О Кузьминой-Караваевой [25] я говорить воздержусь – скучно о ней говорить! — Но нельзя отрицать и в ней поэтического дарования. В «Скифских черепках» есть стихотворения не чуждые прелести, напр<имер>: «Смотрю, смотрю…»
Меня привела в недоумение твоя фраза: «Но как склеить Нарбута[26] с Ахматовой?» Я не понимаю, зачем их клеить, и что ты под склеиванием подразумеваешь?
Кроме Ахматовой, Нарбута, Зенкевича[27], есть в цехе еще хорошие поэты, не упомянутые тобой или упомянутые вскользь. Это Мандельштам, Моравская…[28]
Не знаю, глуп или нет Гумилев — это трудно решить в такое короткое знакомство, как мое с ним, да и не мне решать. Но талант Гумилева мне кажется не маленьким, как ты утверждаешь, язык его не хуже брюсовского, а неудачные вещи можно найти у кого хочешь, к тому же «Дон Жуан в Египте»[29] — шалость пера.

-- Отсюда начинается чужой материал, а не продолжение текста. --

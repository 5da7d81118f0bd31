//! Readiness Report - PDF rendering for finished assessments
//!
//! [`PdfReportRenderer`] implements the core [`ReportRenderer`] boundary:
//! - [`layout`]: per-branch templates composed into a [`ReportDocument`]
//! - [`pdf`]: paginated A4 encoding via `lopdf`
//!
//! [`ReportRenderer`]: readiness_core::ReportRenderer

pub mod layout;
pub mod pdf;
pub mod renderer;

pub use layout::{compose, template, Block, ReportDocument, Section, Template, REPORT_TITLE};
pub use renderer::{PdfReportRenderer, PDF_CONTENT_TYPE};

/// Version of this crate
pub const VERSION: &str = env!("CARGO_PKG_VERSION");
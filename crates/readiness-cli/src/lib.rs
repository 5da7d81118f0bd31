//! Readiness CLI - drivers for the assessment wizard
//!
//! - [`config`]: TOML configuration with environment overrides
//! - [`driver`]: feeds actions from an [`AnswerSource`] to the controller
//! - [`prompt`]: interactive terminal source
//! - [`script`]: YAML scripted source

pub mod config;
pub mod driver;
pub mod prompt;
pub mod script;

pub use config::{AppConfig, ConfigError, SinkConfig};
pub use driver::{Action, AnswerSource, Driver, DriverError, Event, RunSummary};
pub use prompt::PromptSource;
pub use script::{Script, ScriptSource, Step};

use readiness_core::{PersistenceSink, WizardController};
use readiness_report::PdfReportRenderer;

/// Driver wired to the PDF renderer and the configured sink
pub type ConfiguredDriver = Driver<PdfReportRenderer, Box<dyn PersistenceSink>>;

/// Build the production driver from `config`
#[must_use]
pub fn build_driver(config: &AppConfig) -> ConfiguredDriver {
    let sink = readiness_sink::open(config.sink.format, &config.sink.path);
    Driver::new(
        WizardController::new(PdfReportRenderer::new(), sink),
        &config.output_dir,
    )
}

/// Version of this crate
pub const VERSION: &str = env!("CARGO_PKG_VERSION");
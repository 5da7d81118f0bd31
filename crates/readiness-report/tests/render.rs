use chrono::NaiveDate;
use lopdf::Document;
use pretty_assertions::assert_eq;
use readiness_core::catalog::question_set;
use readiness_core::prelude::*;
use readiness_core::RenderError;
use readiness_report::{PdfReportRenderer, PDF_CONTENT_TYPE};
use readiness_test_utils::{basics, complete, ownership, RecordingSink};

fn renderer() -> PdfReportRenderer {
    let at = NaiveDate::from_ymd_opt(2025, 11, 2)
        .and_then(|d| d.and_hms_opt(8, 30, 0))
        .unwrap();
    PdfReportRenderer::new().with_fixed_time(at)
}

#[test]
fn owner_session_produces_downloadable_pdf() {
    let wizard = WizardController::new(renderer(), RecordingSink::new());
    let mut session = Session::new();
    wizard.advance(&mut session, &basics("REG-77", "41–50")).unwrap();
    wizard.advance(&mut session, &ownership(true)).unwrap();
    wizard
        .advance(&mut session, &complete(Stage::OwnerProfile))
        .unwrap();
    let outcome = wizard
        .advance(&mut session, &complete(Stage::OwnerCompliance))
        .unwrap();
    assert_eq!(outcome.stage(), Stage::Complete);

    let artifact = session.take_artifact().unwrap();
    assert_eq!(artifact.filename, "Business_Readiness_Report_20251102_083000.pdf");
    assert_eq!(artifact.content_type, PDF_CONTENT_TYPE);
    assert!(artifact.bytes.starts_with(b"%PDF-"));

    let doc = Document::load_mem(&artifact.bytes).unwrap();
    assert!(!doc.get_pages().is_empty());
}

#[test]
fn future_and_starter_filenames_follow_branch() {
    let r = renderer();
    let mut record = AnswerRecord::new();
    record.merge(&basics("REG-1", "Below 18").answers);
    record.merge(&complete(Stage::FutureAssessment).answers);
    let artifact = r.render(&record, Classification::Future).unwrap();
    assert_eq!(artifact.filename, "Future_Entrepreneur_Report_20251102_083000.pdf");

    record.merge(&complete(Stage::StarterAssessment).answers);
    let artifact = r.render(&record, Classification::Starter).unwrap();
    assert_eq!(artifact.filename, "Starter_Report_20251102_083000.pdf");
}

#[test]
fn incomplete_record_is_a_render_error() {
    let mut record = AnswerRecord::new();
    record.merge(&basics("REG-2", "20–30").answers);
    let missing = question_set(Stage::StarterAssessment)
        .unwrap()
        .questions[0]
        .key;

    assert_eq!(
        renderer().render(&record, Classification::Starter),
        Err(RenderError::MissingField(missing.to_string()))
    );
    assert_eq!(
        renderer().render(&record, Classification::Unclassified),
        Err(RenderError::Unclassified)
    );
}
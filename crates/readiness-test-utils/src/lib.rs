//! Testing utilities for the readiness workspace
//!
//! Recording collaborators and answer fixtures.

#![allow(missing_docs)]

use parking_lot::Mutex;
use readiness_core::catalog::{self, Input};
use readiness_core::{
    AnswerRecord, Classification, DocumentArtifact, PersistenceError, PersistenceSink,
    RenderError, ReportRenderer, Stage, StageAnswers, Submission,
};
use std::sync::Arc;

/// Sink that keeps every appended record; clones share storage
#[derive(Debug, Clone, Default)]
pub struct RecordingSink {
    appended: Arc<Mutex<Vec<AnswerRecord>>>,
    fail_with: Option<String>,
}

impl RecordingSink {
    pub fn new() -> Self {
        Self::default()
    }

    /// Sink that counts calls but rejects every record
    pub fn failing(reason: &str) -> Self {
        Self {
            appended: Arc::default(),
            fail_with: Some(reason.to_string()),
        }
    }

    pub fn appended(&self) -> Vec<AnswerRecord> {
        self.appended.lock().clone()
    }

    pub fn append_count(&self) -> usize {
        self.appended.lock().len()
    }
}

impl PersistenceSink for RecordingSink {
    fn append(&self, record: &AnswerRecord) -> Result<(), PersistenceError> {
        self.appended.lock().push(record.clone());
        match &self.fail_with {
            Some(reason) => Err(PersistenceError::Rejected(reason.clone())),
            None => Ok(()),
        }
    }
}

/// Renderer that records its inputs and returns a stub PDF
#[derive(Debug, Clone, Default)]
pub struct RecordingRenderer {
    calls: Arc<Mutex<Vec<(AnswerRecord, Classification)>>>,
    fail_with: Option<RenderError>,
}

impl RecordingRenderer {
    pub fn new() -> Self {
        Self::default()
    }

    pub fn failing(error: RenderError) -> Self {
        Self {
            calls: Arc::default(),
            fail_with: Some(error),
        }
    }

    pub fn calls(&self) -> Vec<(AnswerRecord, Classification)> {
        self.calls.lock().clone()
    }

    pub fn render_count(&self) -> usize {
        self.calls.lock().len()
    }
}

impl ReportRenderer for RecordingRenderer {
    fn render(
        &self,
        record: &AnswerRecord,
        classification: Classification,
    ) -> Result<DocumentArtifact, RenderError> {
        self.calls.lock().push((record.clone(), classification));
        match &self.fail_with {
            Some(error) => Err(error.clone()),
            None => Ok(DocumentArtifact::new(
                b"%PDF-1.5 stub".to_vec(),
                format!("{classification}_report.pdf"),
                "application/pdf",
            )),
        }
    }
}

/// Every question on `stage` answered with its first option
pub fn complete_answers(stage: Stage) -> StageAnswers {
    catalog::question_set(stage)
        .map(|set| {
            set.questions
                .iter()
                .map(|q| match q.input {
                    Input::Choice { options, .. } => (q.key, options[0]),
                    Input::Text => (q.key, "REG-0001"),
                })
                .collect()
        })
        .unwrap_or_default()
}

/// Every question on `stage` answered with `value`
pub fn uniform_answers(stage: Stage, value: &str) -> StageAnswers {
    catalog::question_set(stage)
        .map(|set| set.keys().map(|key| (key, value)).collect())
        .unwrap_or_default()
}

/// Stage 1 answers with the given age group
pub fn basics(code: &str, age_group: &str) -> Submission {
    Submission::new(
        Stage::Basics,
        StageAnswers::new()
            .with("Registration Code", code)
            .with(catalog::AGE_GROUP_KEY, age_group)
            .with("Gender", "Female")
            .with("KK Number", "4"),
    )
}

/// Stage 1.5 answer
pub fn ownership(running_business: bool) -> Submission {
    let answer = if running_business { catalog::YES } else { catalog::NO };
    Submission::new(
        Stage::OwnershipGate,
        StageAnswers::new().with(catalog::OWNERSHIP_KEY, answer),
    )
}

/// Complete submission for `stage`
pub fn complete(stage: Stage) -> Submission {
    Submission::new(stage, complete_answers(stage))
}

А с твоим мнением о С. Городецком я совершенно согласен и изумлен верностью твоего определения. — Очень хорошо ты понимаешь Городецкого.
* * *
О твоих стихах. 1-е из них: «Прикованный к постели…»[30] мне нравится. Только это не из лучших твоих стихотворений — жало в нем маленькое и жалит слабо.

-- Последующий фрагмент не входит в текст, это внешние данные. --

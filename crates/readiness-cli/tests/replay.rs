use pretty_assertions::assert_eq;
use readiness_cli::{build_driver, AppConfig, DriverError, Script, ScriptSource, SinkConfig};
use readiness_core::{Classification, Session, Stage};
use readiness_sink::SinkFormat;
use std::fs;
use std::path::{Path, PathBuf};

fn demo(name: &str) -> Script {
    let path = Path::new(env!("CARGO_MANIFEST_DIR")).join("../../demos").join(name);
    Script::load(&path).unwrap()
}

fn config(dir: &Path, format: SinkFormat) -> AppConfig {
    AppConfig {
        output_dir: dir.join("reports"),
        log_filter: None,
        sink: SinkConfig {
            format,
            path: dir.join(match format {
                SinkFormat::Csv => "responses.csv",
                SinkFormat::Jsonl => "responses.jsonl",
            }),
        },
    }
}

fn pdfs_in(dir: &Path) -> Vec<PathBuf> {
    fs::read_dir(dir)
        .unwrap()
        .map(|e| e.unwrap().path())
        .filter(|p| p.extension().is_some_and(|ext| ext == "pdf"))
        .collect()
}

#[test]
fn owner_demo_writes_report_and_csv_row() {
    let dir = tempfile::tempdir().unwrap();
    let config = config(dir.path(), SinkFormat::Csv);
    let driver = build_driver(&config);

    let summary = driver
        .run(&mut Session::new(), &mut ScriptSource::new(demo("owner.yaml")).strict(true))
        .unwrap();

    assert_eq!(summary.final_stage, Stage::Complete);
    assert_eq!(summary.classification, Classification::Owner);
    assert!(summary.warnings.is_empty(), "{:?}", summary.warnings);

    let pdfs = pdfs_in(&config.output_dir);
    assert_eq!(pdfs.len(), 1);
    let name = pdfs[0].file_name().unwrap().to_string_lossy().into_owned();
    assert!(name.starts_with("Business_Readiness_Report_"), "{name}");
    assert!(fs::read(&pdfs[0]).unwrap().starts_with(b"%PDF-"));

    let csv = fs::read_to_string(&config.sink.path).unwrap();
    assert_eq!(csv.lines().count(), 1);
    assert!(csv.contains(",REG-O-003,41–50,Other,6,"));
    assert!(!csv.contains("Running Business"));
}

#[test]
fn starter_demo_backs_out_of_owner_branch() {
    let dir = tempfile::tempdir().unwrap();
    let config = config(dir.path(), SinkFormat::Jsonl);
    let driver = build_driver(&config);

    let summary = driver
        .run(&mut Session::new(), &mut ScriptSource::new(demo("starter.yaml")).strict(true))
        .unwrap();

    assert_eq!(summary.classification, Classification::Starter);
    assert_eq!(summary.completed, 1);
    let name = summary.reports[0].file_name().unwrap().to_string_lossy().into_owned();
    assert!(name.starts_with("Starter_Report_"), "{name}");

    let row: serde_json::Value =
        serde_json::from_str(fs::read_to_string(&config.sink.path).unwrap().trim()).unwrap();
    let fields = row["fields"].as_object().unwrap();
    assert_eq!(fields.len(), 4 + 10);
    assert_eq!(fields["s7"], "Partially");
}

#[test]
fn future_demo_completes() {
    let dir = tempfile::tempdir().unwrap();
    let driver = build_driver(&config(dir.path(), SinkFormat::Csv));
    let summary = driver
        .run(&mut Session::new(), &mut ScriptSource::new(demo("future.yaml")))
        .unwrap();
    assert_eq!(summary.classification, Classification::Future);
    assert_eq!(summary.rejected, 0);
}

#[test]
fn strict_replay_stops_on_incomplete_stage() {
    let dir = tempfile::tempdir().unwrap();
    let driver = build_driver(&config(dir.path(), SinkFormat::Csv));
    let script = Script::from_yaml(
        "steps:\n  - action: submit\n    answers:\n      Registration Code: REG-X\n",
    )
    .unwrap();

    let err = driver
        .run(&mut Session::new(), &mut ScriptSource::new(script).strict(true))
        .unwrap_err();
    assert!(matches!(err, DriverError::StepRejected { step: 1, .. }));
}

#[test]
fn sample_config_parses() {
    let path = Path::new(env!("CARGO_MANIFEST_DIR")).join("../../demos/readiness.toml");
    let config = AppConfig::load(&path, true).unwrap();
    assert_eq!(config.sink.format, SinkFormat::Csv);
    assert_eq!(config.output_dir, PathBuf::from("reports"));
}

«Я ухожу и вижу вновь…»[31] мне представляется риторическим и холодным. Деланность его не украшена необычайностью или каким-нибудь хитрым выпадом, как деланные стихотворения Мандельштама. «Изначальная» — трафарет и неубедительный трафарет. Я не умею разбираться в тонкостях, «Владычица» с «Пеннорожденной» для меня звучит невкусно. «Дар певца, как свет венчальный»[32], что это значит? Чего увенчивает дар певца? Смерть или любовь, или и то и другое? Это стихотворение, конечно, заключает в себе некий тайный смысл, но он от меня скрыт, и, с моей точки зрения, оно плохо.
* * *
«Все утро Бог томил меня»[33] моему разумению тоже не раскусить. От предыдущего оно отличается (для меня) тем, что за ним я чувствую нечто, но не понимаю. Само по себе без «нечто» оно мне нравится, но и не слишком нравится. «Усталый вышел на балкон…»[34] Мог выйти и ты, мог выйти <свет?>. Это глупая придирка, пожалуй, но мне неприятна такая неточность – Полонским[35] пахнет. Если ты сравниваешь рост <толпы?>, звуки города и пр. с морским прибоем, <ч>то понятно и довольно избито, то почему это море в следующей строке стало голубым? День как лед, значит холодный день, а по стихотворению не видно, что он холодный.
* * *
Благодарю за разбор стихотв<орения>. Некоторые замечания о нем сделаю после. Почему ты не хочешь делать вывода — г. е. хорошо стихотворение или плохо, нравится или нет тебе. Я просил бы тебя делать это, когда будешь разбирать другие мои стихотворения >. Посылаю тебе еще стихов.[36]
Твой Г. Иванов.
P. S. Где теперь Кузмин?[37]
5. А. А. Блоку[38]
<Начало сентября 1912>
Я не знаю, Александр Александрович, по какому праву я надоедаю Вам, видевшись с Вами всего два раза в жизни[39], но ведь Вы относитесь ко мне хорошо не как к поэту, а к человеку просто, и это, вероятно, дает мне право стыдиться Вас меньше других, т. е. не в праве тут дело, Вы простите, я худо выражаюсь, в особенности когда и самыя чувствования смутны.